E em 2016, fui convidada para ministrar duas palestras: a primeira com o título: “Cadê a jornalista?” – Dores e delícias da trajetória de uma jornalista com deficiência física em uma sociedade em processo de inclusão”. E a segunda com o tema: “Acessível para quem?” – O papel dos profissionais de comunicação em busca de uma mídia realmente inclusiva. A atividade foi promovida pelo Grupo de Pesquisa “Mídia Acessível e Tradução Audiovisual” no módulo de Especialização “Linguagem, Cultura e Mídia”, coordenado pela Prof. Dra. Lucinéa Marcelino Villela e aconteceu na sala de aula do prédio da FunDeb, no campus da UNESP de Bauru.

Foi uma experiência marcante que me trouxe todas estas fortes lembranças que relatei aqui neste texto, também usado naquela época para contar a minha trajetória. Me senti muito valorizada pela minha experiência de vida e profissional, fui bem acolhida, tanto pelos alunos como professores, fiquei bem emocionada. E o melhor de tudo: curti as valiosas e gratificantes experiências de ter sido entrevistada para o Jornal de Notícias da TV Unesp e para o Programa Artefato também da universidade. O depoimento da professora Lucinéa Villela, foi de grande alegria para mim:

“Durante a palestra, a jornalista e blogueira, que nasceu com uma deficiência rara conhecida como “ossos de cristais”, contou de forma descontraída sua trilha para se formar em Jornalismo e atuar profissionalmente em revistas segmentadas. Houve grande participação dos discentes nas duas horas de bate papo com Leandra. Sua batalha de décadas desde sua infância até ser reconhecida no meio profissional serve de exemplo para todas as pessoas com deficiência que possuem um sonho de cursar uma universidade e seguir a profissão de seus sonhos” .

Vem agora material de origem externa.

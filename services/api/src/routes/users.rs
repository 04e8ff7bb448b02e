//! Account endpoints

use axum::{
    Json, Router,
    extract::State,
    http::StatusCode,
    routing::{get, post},
};
use models::{LoginRequest, LoginResponse, RegisterRequest, User, wire::ApiResponse};
use tracing::{info, warn};

use crate::{
    auth::AuthUser,
    error::{ApiError, ApiResult},
    extract::ApiJson,
    repositories::is_unique_violation,
    state::AppState,
    validation::{validate_email, validate_password, validate_username},
};

pub fn router() -> Router<AppState> {
    Router::new()
        .route("/register", post(register))
        .route("/login", post(login))
        .route("/profile", get(profile))
}

async fn register(
    State(state): State<AppState>,
    ApiJson(payload): ApiJson<RegisterRequest>,
) -> ApiResult<(StatusCode, Json<ApiResponse<User>>)> {
    let payload = RegisterRequest {
        username: payload.username.trim().to_string(),
        email: payload.email.trim().to_lowercase(),
        password: payload.password,
    };

    validate_username(&payload.username).map_err(ApiError::BadRequest)?;
    validate_email(&payload.email).map_err(ApiError::BadRequest)?;
    validate_password(&payload.password).map_err(ApiError::BadRequest)?;

    let repository = &state.user_repository;

    let username_taken = repository
        .find_by_username(&payload.username)
        .await
        .map_err(|e| ApiError::internal("Failed to look up username", e))?
        .is_some();
    if username_taken {
        return Err(ApiError::Conflict("Username is already taken".to_string()));
    }

    let email_taken = repository
        .find_by_email(&payload.email)
        .await
        .map_err(|e| ApiError::internal("Failed to look up email", e))?
        .is_some();
    if email_taken {
        return Err(ApiError::Conflict("Email is already registered".to_string()));
    }

    let record = repository
        .create(&payload)
        .await
        .map_err(|e| {
            // a concurrent registration can win the race past the checks above
            if is_unique_violation(&e) {
                ApiError::Conflict("Username or email is already registered".to_string())
            } else {
                ApiError::internal("Failed to create user", e)
            }
        })?;

    info!("Registered user {}", record.username);
    Ok((StatusCode::CREATED, Json(ApiResponse::ok(User::from(record)))))
}

async fn login(
    State(state): State<AppState>,
    ApiJson(payload): ApiJson<LoginRequest>,
) -> ApiResult<Json<ApiResponse<LoginResponse>>> {
    let username = payload.username.trim();

    if !state.login_limiter.is_allowed(username).await {
        warn!("Login rate limit hit for {}", username);
        return Err(ApiError::TooManyRequests);
    }

    let record = state
        .user_repository
        .find_by_username(username)
        .await
        .map_err(|e| ApiError::internal("Failed to look up user", e))?
        .ok_or(ApiError::Unauthorized)?;

    let valid = state
        .user_repository
        .verify_password(&record, &payload.password)
        .map_err(|e| ApiError::internal("Failed to verify password", e))?;
    if !valid {
        return Err(ApiError::Unauthorized);
    }

    state.login_limiter.reset(username).await;

    let user = User::from(record);
    let token = state
        .jwt_service
        .generate_token(&user)
        .map_err(|e| ApiError::internal("Failed to issue token", e))?;

    info!("User {} logged in", user.username);
    Ok(Json(ApiResponse::ok(LoginResponse {
        token,
        token_type: "Bearer".to_string(),
        expires_in: state.jwt_service.expiry(),
        user,
    })))
}

async fn profile(
    State(state): State<AppState>,
    user: AuthUser,
) -> ApiResult<Json<ApiResponse<User>>> {
    let record = state
        .user_repository
        .find_by_id(user.id)
        .await
        .map_err(|e| ApiError::internal("Failed to load profile", e))?
        .ok_or_else(|| ApiError::NotFound("User not found".to_string()))?;

    Ok(Json(ApiResponse::ok(User::from(record))))
}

Entrevista no Jornal de notícias da TV UNESP

Participação no Programa Artefato da TV Unesp

Dicas aos jornalistas:

  • A ÚNICA terminologia correta é Pessoas com Deficiência;
  • Fazer reportagens com foco na pessoa como ser humano com potencialidades e dificuldades, e não na superação da deficiência ou no que lhe falta;
  • Não colocar a imagem da pessoa com deficiência na mídia, nem como herói nem como coitadinha;
  • Inserir o tema da inclusão, da acessibilidade, e da diversidade em matérias sobre temas gerais como Educação, Emprego, Lazer, Ensino, Esportes e etc;
  • Não esquecer de entrevistar também pessoas com deficiência em reportagens gerais, e não apenas nas voltadas à reabilitação ou medicina;
  • Atuar em empresas que cumprem TOTALMENTE, a legislação internacional, e nacional em relação a todos os recursos de acessibilidade (janela de libras, audiodescrição, legendas, descrições das imagens e acessibilidade digital em sites e redes sociais) e em todos os veículos de comunicação!